A quick note on how we exited the country. We went back to the airport on Monday night slightly anxious with our documents allowing us to exit the country. The man at border control had never seen the type of letters we had so there was much head scratching, sighing, reading and re-reading of the documents until he must have decided that it was just easier to let us leave the country so he stamped our passports and wished us a safe journey.
We’ve been home now for 24 hours and already we’re suffering from reverse culture shock. The strangest thing is hearing and understanding conversations that happen around you. One relaxing part about living in Valparaíso was that we weren’t distracted by overhearing people talking to each other. Now that we’re back in our own country we have no choice but listen to some stranger on her mobile phone explain every detail of a recent operation or the couple in front of us at the supermarket complain about the government. No longer are we able to float about the general populace in our own little bubble.
The girls are happily spending time with their cousins and enjoying being able to run around barefoot in the yard without fear of stepping in or on something.
As a family we’ve talked about what it means to us to have lived in Valparaíso for ten months. We all agree that the random and spontaneous art is something that we will truly miss. There were people that helped us along our journey in different ways. Some with friendship and encouraging words, and others with information. There were people who saw us as tourists and there were those that admired our adventure and offered praise for the opportunity we were giving Indiana and Truce. With technology we will be able to keep in contact with all of the people who shared our time in Chile. There were students both in the institute and those who would come to our house and share stories of their lives while learning a second language.

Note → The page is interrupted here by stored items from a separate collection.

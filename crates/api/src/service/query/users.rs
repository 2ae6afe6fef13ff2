use chrono::{DateTime, Utc};
use serde::{Deserialize, Serialize};
use utoipa::ToSchema;
use uuid::Uuid;

use crate::{
  entities::{
    project::{Project, ProjectStatus},
    user::{Role, User},
  },
  error::{ApiError, ApiResult},
  store::{FreelancerFilter, Pagination, ProjectFilter, Store},
};

const RECENT_PROJECTS_LIMIT: usize = 5;

/// Finds a user by their ID
///
/// # Returns
/// Optional User if found
pub async fn find_by_id(store: &dyn Store, id: Uuid) -> ApiResult<Option<User>> {
  store.find_user(id).await
}

/// Same as [`find_by_id`] but a missing user is an error.
pub async fn get_by_id(store: &dyn Store, id: Uuid) -> ApiResult<User> {
  find_by_id(store, id)
    .await?
    .ok_or_else(|| ApiError::ResourceNotFound(id.to_string()))
}

/// Freelancers having any of the requested skills and an hourly rate no
/// greater than the requested one, newest first.
pub async fn list_freelancers(store: &dyn Store, filter: &FreelancerFilter) -> ApiResult<Vec<User>> {
  store.list_freelancers(filter).await
}

#[derive(Serialize, Deserialize, Debug, Clone, PartialEq, ToSchema)]
#[serde(rename_all = "camelCase")]
pub struct ProjectSummary {
  pub id: Uuid,
  pub title: String,
  pub status: ProjectStatus,
  pub budget: f64,
  pub final_budget: Option<f64>,
  pub deadline: DateTime<Utc>,
  pub proposal_count: usize,
  pub created_at: DateTime<Utc>,
}

impl From<&Project> for ProjectSummary {
  fn from(project: &Project) -> Self {
    Self {
      id: project.id,
      title: project.title.clone(),
      status: project.status,
      budget: project.budget,
      final_budget: project.final_budget,
      deadline: project.deadline,
      proposal_count: project.proposals.len(),
      created_at: project.created_at,
    }
  }
}

#[derive(Serialize, Deserialize, Debug, Clone, PartialEq, ToSchema)]
#[serde(rename_all = "camelCase")]
pub struct FreelancerStats {
  pub active_projects: usize,
  pub completed_projects: usize,
  pub total_earnings: f64,
  pub recent_projects: Vec<ProjectSummary>,
}

#[derive(Serialize, Deserialize, Debug, Clone, PartialEq, ToSchema)]
#[serde(rename_all = "camelCase")]
pub struct EntrepreneurStats {
  pub posted_projects: usize,
  pub active_projects: usize,
  pub total_budget: f64,
  pub recent_projects: Vec<ProjectSummary>,
}

/// Investors have no investment model yet, every figure is zero.
#[derive(Serialize, Deserialize, Debug, Clone, Default, PartialEq, ToSchema)]
#[serde(rename_all = "camelCase")]
pub struct InvestorStats {
  pub active_investments: usize,
  pub total_invested: f64,
  pub portfolio_companies: usize,
}

#[derive(Serialize, Deserialize, Debug, Clone, PartialEq, ToSchema)]
#[serde(rename_all = "camelCase")]
pub struct PlatformStats {
  pub total_projects: i64,
  pub open_projects: i64,
  pub in_progress_projects: i64,
  pub completed_projects: i64,
  pub cancelled_projects: i64,
}

/// Dashboard figures, shaped by the caller's role.
#[derive(Serialize, Deserialize, Debug, Clone, PartialEq, ToSchema)]
#[serde(tag = "role", rename_all = "lowercase")]
pub enum DashboardStats {
  Freelancer(FreelancerStats),
  Entrepreneur(EntrepreneurStats),
  Investor(InvestorStats),
  Admin(PlatformStats),
}

pub async fn dashboard_stats(store: &dyn Store, user: &User, now: DateTime<Utc>) -> ApiResult<DashboardStats> {
  store.cancel_expired_projects(now).await?;

  match user.role() {
    Role::Freelancer => {
      let filter = ProjectFilter {
        freelancer_id: Some(user.id),
        ..ProjectFilter::default()
      };
      let (projects, _) = store.list_projects(&filter, Pagination::unbounded()).await?;
      Ok(DashboardStats::Freelancer(freelancer_stats(&projects)))
    },
    Role::Entrepreneur => {
      let filter = ProjectFilter {
        owner_id: Some(user.id),
        ..ProjectFilter::default()
      };
      let (projects, _) = store.list_projects(&filter, Pagination::unbounded()).await?;
      Ok(DashboardStats::Entrepreneur(entrepreneur_stats(&projects)))
    },
    Role::Investor => Ok(DashboardStats::Investor(InvestorStats::default())),
    Role::Admin => {
      let (open_projects, in_progress_projects, completed_projects, cancelled_projects) = tokio::try_join!(
        count_with_status(store, ProjectStatus::Open),
        count_with_status(store, ProjectStatus::InProgress),
        count_with_status(store, ProjectStatus::Completed),
        count_with_status(store, ProjectStatus::Cancelled)
      )?;

      Ok(DashboardStats::Admin(PlatformStats {
        total_projects: open_projects + in_progress_projects + completed_projects + cancelled_projects,
        open_projects,
        in_progress_projects,
        completed_projects,
        cancelled_projects,
      }))
    },
  }
}

/// `projects` are expected newest first.
fn freelancer_stats(projects: &[Project]) -> FreelancerStats {
  let completed: Vec<&Project> = projects
    .iter()
    .filter(|p| p.status == ProjectStatus::Completed)
    .collect();

  FreelancerStats {
    active_projects: count(projects, ProjectStatus::InProgress),
    completed_projects: completed.len(),
    total_earnings: completed.iter().map(|p| p.final_budget.unwrap_or(p.budget)).sum(),
    recent_projects: recent(projects),
  }
}

fn entrepreneur_stats(projects: &[Project]) -> EntrepreneurStats {
  EntrepreneurStats {
    posted_projects: projects.len(),
    active_projects: count(projects, ProjectStatus::Open) + count(projects, ProjectStatus::InProgress),
    total_budget: projects.iter().map(|p| p.budget).sum(),
    recent_projects: recent(projects),
  }
}

fn count(projects: &[Project], status: ProjectStatus) -> usize {
  projects.iter().filter(|p| p.status == status).count()
}

fn recent(projects: &[Project]) -> Vec<ProjectSummary> {
  projects
    .iter()
    .take(RECENT_PROJECTS_LIMIT)
    .map(ProjectSummary::from)
    .collect()
}

async fn count_with_status(store: &dyn Store, status: ProjectStatus) -> ApiResult<i64> {
  let filter = ProjectFilter {
    status: Some(status),
    ..ProjectFilter::default()
  };
  let (_, total) = store.list_projects(&filter, Pagination::new(Some(1), Some(1))).await?;
  Ok(total)
}

#[cfg(test)]
mod tests {
  use chrono::Duration;

  use super::*;
  use crate::{
    entities::{
      project::{Category, Reviews},
      user::{Profile, RoleDetails},
    },
    store::{MemoryStore, ProjectStore},
  };

  fn user(role: Role) -> User {
    let now = Utc::now();
    User {
      id: Uuid::new_v4(),
      first_name: "Barbara".to_string(),
      last_name: "Liskov".to_string(),
      email: format!("{}@example.com", Uuid::new_v4()),
      password: "hash".to_string(),
      profile: Profile::default(),
      details: RoleDetails::for_role(role),
      is_verified: false,
      created_at: now,
      updated_at: now,
    }
  }

  fn project(owner_id: Uuid, freelancer_id: Option<Uuid>, status: ProjectStatus, budget: f64, age: i64) -> Project {
    let now = Utc::now();
    let created_at = now - Duration::hours(age);
    Project {
      id: Uuid::new_v4(),
      owner_id,
      freelancer_id,
      title: format!("Project {age}"),
      description: "Statistics fixture".to_string(),
      category: Category::BusinessStrategy,
      skills: vec!["Excel".to_string()],
      budget,
      final_budget: freelancer_id.map(|_| budget - 100.0),
      deadline: now + Duration::days(30),
      requirements: vec!["Report".to_string()],
      attachments: vec![],
      status,
      proposals: vec![],
      milestones: vec![],
      reviews: Reviews::default(),
      created_at,
      updated_at: created_at,
      version: 0,
    }
  }

  #[tokio::test]
  async fn test_freelancer_stats() {
    let store = MemoryStore::new();
    let owner = user(Role::Entrepreneur);
    let freelancer = user(Role::Freelancer);

    let fixtures = [
      project(owner.id, Some(freelancer.id), ProjectStatus::InProgress, 1000.0, 1),
      project(owner.id, Some(freelancer.id), ProjectStatus::Completed, 600.0, 2),
      project(owner.id, Some(freelancer.id), ProjectStatus::Completed, 400.0, 3),
      project(owner.id, None, ProjectStatus::Open, 5000.0, 4),
    ];
    for p in &fixtures {
      store.insert_project(p).await.unwrap();
    }

    let DashboardStats::Freelancer(stats) = dashboard_stats(&store, &freelancer, Utc::now()).await.unwrap() else {
      panic!("expected freelancer stats");
    };

    assert_eq!(stats.active_projects, 1);
    assert_eq!(stats.completed_projects, 2);
    assert_eq!(stats.total_earnings, 800.0);
    assert_eq!(stats.recent_projects.len(), 3);
    assert_eq!(stats.recent_projects[0].id, fixtures[0].id);
  }

  #[tokio::test]
  async fn test_entrepreneur_and_admin_stats() {
    let store = MemoryStore::new();
    let owner = user(Role::Entrepreneur);

    for (status, age) in [
      (ProjectStatus::Open, 1),
      (ProjectStatus::InProgress, 2),
      (ProjectStatus::Cancelled, 3),
    ] {
      store
        .insert_project(&project(owner.id, None, status, 100.0, age))
        .await
        .unwrap();
    }
    store
      .insert_project(&project(Uuid::new_v4(), None, ProjectStatus::Completed, 100.0, 4))
      .await
      .unwrap();

    let DashboardStats::Entrepreneur(stats) = dashboard_stats(&store, &owner, Utc::now()).await.unwrap() else {
      panic!("expected entrepreneur stats");
    };
    assert_eq!(stats.posted_projects, 3);
    assert_eq!(stats.active_projects, 2);
    assert_eq!(stats.total_budget, 300.0);

    let DashboardStats::Admin(platform) = dashboard_stats(&store, &user(Role::Admin), Utc::now()).await.unwrap() else {
      panic!("expected platform stats");
    };
    assert_eq!(platform.total_projects, 4);
    assert_eq!(platform.completed_projects, 1);
    assert_eq!(platform.cancelled_projects, 1);
  }

  #[test]
  fn test_stats_are_tagged_by_role() {
    let value = serde_json::to_value(DashboardStats::Investor(InvestorStats::default())).unwrap();

    assert_eq!(value["role"], "investor");
    assert_eq!(value["activeInvestments"], 0);
  }
}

|Drop in centre for homeless dogs - Santiago|
You know your in Chile when… is a line we saw in another blog and it makes perfect sense to us. We were amazed at pathways nearly two metres higher than the road with out hand rails, crumbling buildings with satellite TV dishes on them. On our last day in Santiago we watched a llama wearing a traditional hat being led past our hotel. It’s the juxtapositions that we will remember the most.
This is the first time we’ve written a blog and we were frequently amazed at the origin of our consistent readers. Talluah and I would always joke and ask, “Who do we know in Switzerland?”
People have told us that they admire what we did and that one day they would like to do the same thing. In life there will always be another bill to pay, a leak in the roof, a change at work, an important meeting next month or something else that can be used as an excuse to stop you from traveling. They are just excuses. We tell everyone that we speak to: Pick a country, pick a date and go.
No man ever steps in the same river twice, for it's not the same river and he's not the same man.